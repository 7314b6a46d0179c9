use std::sync::Arc;
use tracing::{debug, info, warn};

use crate::config::ChatConfig;
use crate::conversation::{AwaitingFlag, AwaitingGuard, ChatMessage};
use crate::knowledge::{self, KnowledgeEntry, KNOWLEDGE_BASE};
use crate::llm_interaction::{GeminiClient, TextGenerator};

/// Answers a user message from the knowledge table, or from the generator
/// when nothing in the table matches. Holds no conversation state.
pub struct MessageResolver {
    knowledge: &'static [KnowledgeEntry],
    generator: Arc<dyn TextGenerator>,
    company: String,
}

impl MessageResolver {
    pub fn new(company: impl Into<String>, generator: Arc<dyn TextGenerator>) -> Self {
        Self {
            knowledge: KNOWLEDGE_BASE,
            generator,
            company: company.into(),
        }
    }

    /// Resolver backed by the Gemini client described by `config`.
    pub fn from_config(config: &ChatConfig) -> Self {
        Self::new(config.company.clone(), Arc::new(GeminiClient::new(config)))
    }

    pub fn company(&self) -> &str {
        &self.company
    }

    /// Persona preamble followed by the literal question.
    pub fn build_prompt(&self, question: &str) -> String {
        format!(
            "You are an AI assistant for {}.\nAnswer professionally and clearly.\n\nQuestion: {}",
            self.company, question
        )
    }

    /// Canned answer for `text`, if any table phrase occurs in it.
    pub fn lookup(&self, text: &str) -> Option<ChatMessage> {
        knowledge::find_answer(self.knowledge, text).map(|entry| {
            debug!(question = entry.question, "Matched canned answer");
            ChatMessage::bot(entry.answer)
        })
    }

    /// Asks the generator. Failures become the matching fallback reply.
    pub async fn ask_remote(&self, question: &str) -> ChatMessage {
        let prompt = self.build_prompt(question);
        match self.generator.generate(&prompt).await {
            Ok(text) => ChatMessage::bot(text),
            Err(e) => {
                warn!(error = %e, "Remote answer unavailable, using fallback reply");
                ChatMessage::bot(e.fallback_text())
            }
        }
    }

    /// The synchronous half of resolution: blank check, then table match.
    /// When the message has to go to the generator the awaiting flag is
    /// raised here and stays up for as long as the returned guard lives.
    pub fn begin(&self, user_text: &str, awaiting: &AwaitingFlag) -> Option<Resolution> {
        let text = user_text.trim();
        if text.is_empty() {
            return None;
        }
        if let Some(reply) = self.lookup(text) {
            return Some(Resolution::Canned(reply));
        }

        info!("No canned answer, asking the generation service");
        Some(Resolution::Remote {
            question: text.to_string(),
            guard: awaiting.raise(),
        })
    }

    /// Full resolution of one user message. `None` for blank input.
    /// `awaiting` is set only while the remote call is outstanding.
    pub async fn resolve(&self, user_text: &str, awaiting: &AwaitingFlag) -> Option<ChatMessage> {
        match self.begin(user_text, awaiting)? {
            Resolution::Canned(reply) => Some(reply),
            Resolution::Remote { question, guard } => {
                let reply = self.ask_remote(&question).await;
                drop(guard);
                Some(reply)
            }
        }
    }
}

/// Outcome of [`MessageResolver::begin`].
pub enum Resolution {
    Canned(ChatMessage),
    Remote { question: String, guard: AwaitingGuard },
}
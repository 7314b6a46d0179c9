use anyhow::{Context, Result};
use clap::Parser;
use std::sync::Arc;
use tokio::io::BufReader;
use tracing::{error, info};

use shnoor_chat::{chat, constants, web_server, ChatConfig, MessageResolver};

// Define the command-line interface structure using clap
#[derive(Parser, Debug)]
#[command(author, version, about, long_about = None)]
#[command(propagate_version = true)]
struct Cli {
    #[command(subcommand)]
    command: Commands,

    /// Gemini API key (defaults to GEMINI_API_KEY / VITE_GEMINI_API_KEY).
    #[arg(long, global = true)]
    api_key: Option<String>,

    /// Gemini model name.
    #[arg(long, global = true)]
    model: Option<String>,

    /// Base URL of the generative language API.
    #[arg(long, global = true)]
    api_base_url: Option<String>,

    /// Company the assistant answers for.
    #[arg(long, global = true)]
    company: Option<String>,
}

// Define the available subcommands
#[derive(clap::Subcommand, Debug)]
enum Commands {
    /// Start the chat web server.
    Start {
        #[arg(long, default_value_t = constants::DEFAULT_PORT, help = "Port for the web server.")]
        port: u16,
    },
    /// Chat with the assistant in the terminal.
    Chat,
    /// Ask a single question and print the answer.
    Ask {
        #[arg(required = true, num_args = 1..)]
        question: Vec<String>,
    },
}

impl Cli {
    // Environment first, then any flags given on the command line
    fn config(&self) -> ChatConfig {
        let mut config = ChatConfig::from_env();
        if let Some(key) = &self.api_key {
            config = config.with_api_key(key.clone());
        }
        if let Some(model) = &self.model {
            config.model = model.clone();
        }
        if let Some(url) = &self.api_base_url {
            config.api_base_url = url.clone();
        }
        if let Some(company) = &self.company {
            config.company = company.clone();
        }
        config
    }
}

// The main entry point of the application, using tokio's async runtime
#[tokio::main]
async fn main() -> Result<()> {
    // Load .env file if present (for GEMINI_API_KEY and friends)
    dotenvy::dotenv().ok();

    // Initialize tracing (logging) subscriber, reading RUST_LOG.
    // Logs go to stderr so `ask` and `chat` output stays clean.
    tracing_subscriber::fmt()
        .with_env_filter(tracing_subscriber::EnvFilter::from_default_env())
        .with_writer(std::io::stderr)
        .init();

    // Parse command-line arguments
    let cli = Cli::parse();
    info!("shnoor-chat starting with command: {:?}", cli.command);

    let config = cli.config();
    if config.api_key().is_none() {
        info!("No Gemini API key configured; unmatched questions will get the connection-error reply");
    }
    let resolver = Arc::new(MessageResolver::from_config(&config));

    // Handle the parsed command
    match cli.command {
        Commands::Start { port } => {
            info!("Starting web server on port {}...", port);
            // Run the web server in its own task
            let mut web_server_handle = tokio::spawn(web_server::start_web_server(
                port,
                resolver.clone(),
                config.greeting(),
            ));

            // Keep running until Ctrl-C or the server task ends
            let ctrl_c = tokio::signal::ctrl_c();
            // Pin the ctrl_c future to the stack so its address is stable
            tokio::pin!(ctrl_c);

            tokio::select! {
                _ = &mut ctrl_c => {
                    info!("Ctrl-C received, initiating shutdown...");
                }
                res = &mut web_server_handle => {
                    match res {
                        Ok(Ok(())) => info!("Web server task completed unexpectedly."),
                        Ok(Err(e)) => {
                            error!("Web server failed: {:?}", e);
                            return Err(e);
                        }
                        Err(e) if e.is_panic() => error!("Web server task panicked: {:?}", e),
                        Err(e) => error!("Web server task failed: {:?}", e),
                    }
                }
            }

            if !web_server_handle.is_finished() {
                info!("Aborting web server task...");
                web_server_handle.abort();
            }
            info!("Shutdown complete.");
        }
        Commands::Chat => {
            let stdin = BufReader::new(tokio::io::stdin());
            let mut stdout = tokio::io::stdout();
            chat::run_chat(resolver, config.greeting(), stdin, &mut stdout)
                .await
                .context("Chat session failed")?;
        }
        Commands::Ask { question } => {
            // Words arrive as separate args when the question is unquoted
            let question = question.join(" ");
            match resolver.resolve(&question, &Default::default()).await {
                Some(reply) => println!("{}", reply.text),
                None => anyhow::bail!("Question must not be blank"),
            }
        }
    }

    Ok(())
}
※
Look for the string "stdin" in the records, and copy every line where it is found.

Exercise response
            let stdin = BufReader::new(tokio::io::stdin());
            chat::run_chat(resolver, config.greeting(), stdin, &mut stdout)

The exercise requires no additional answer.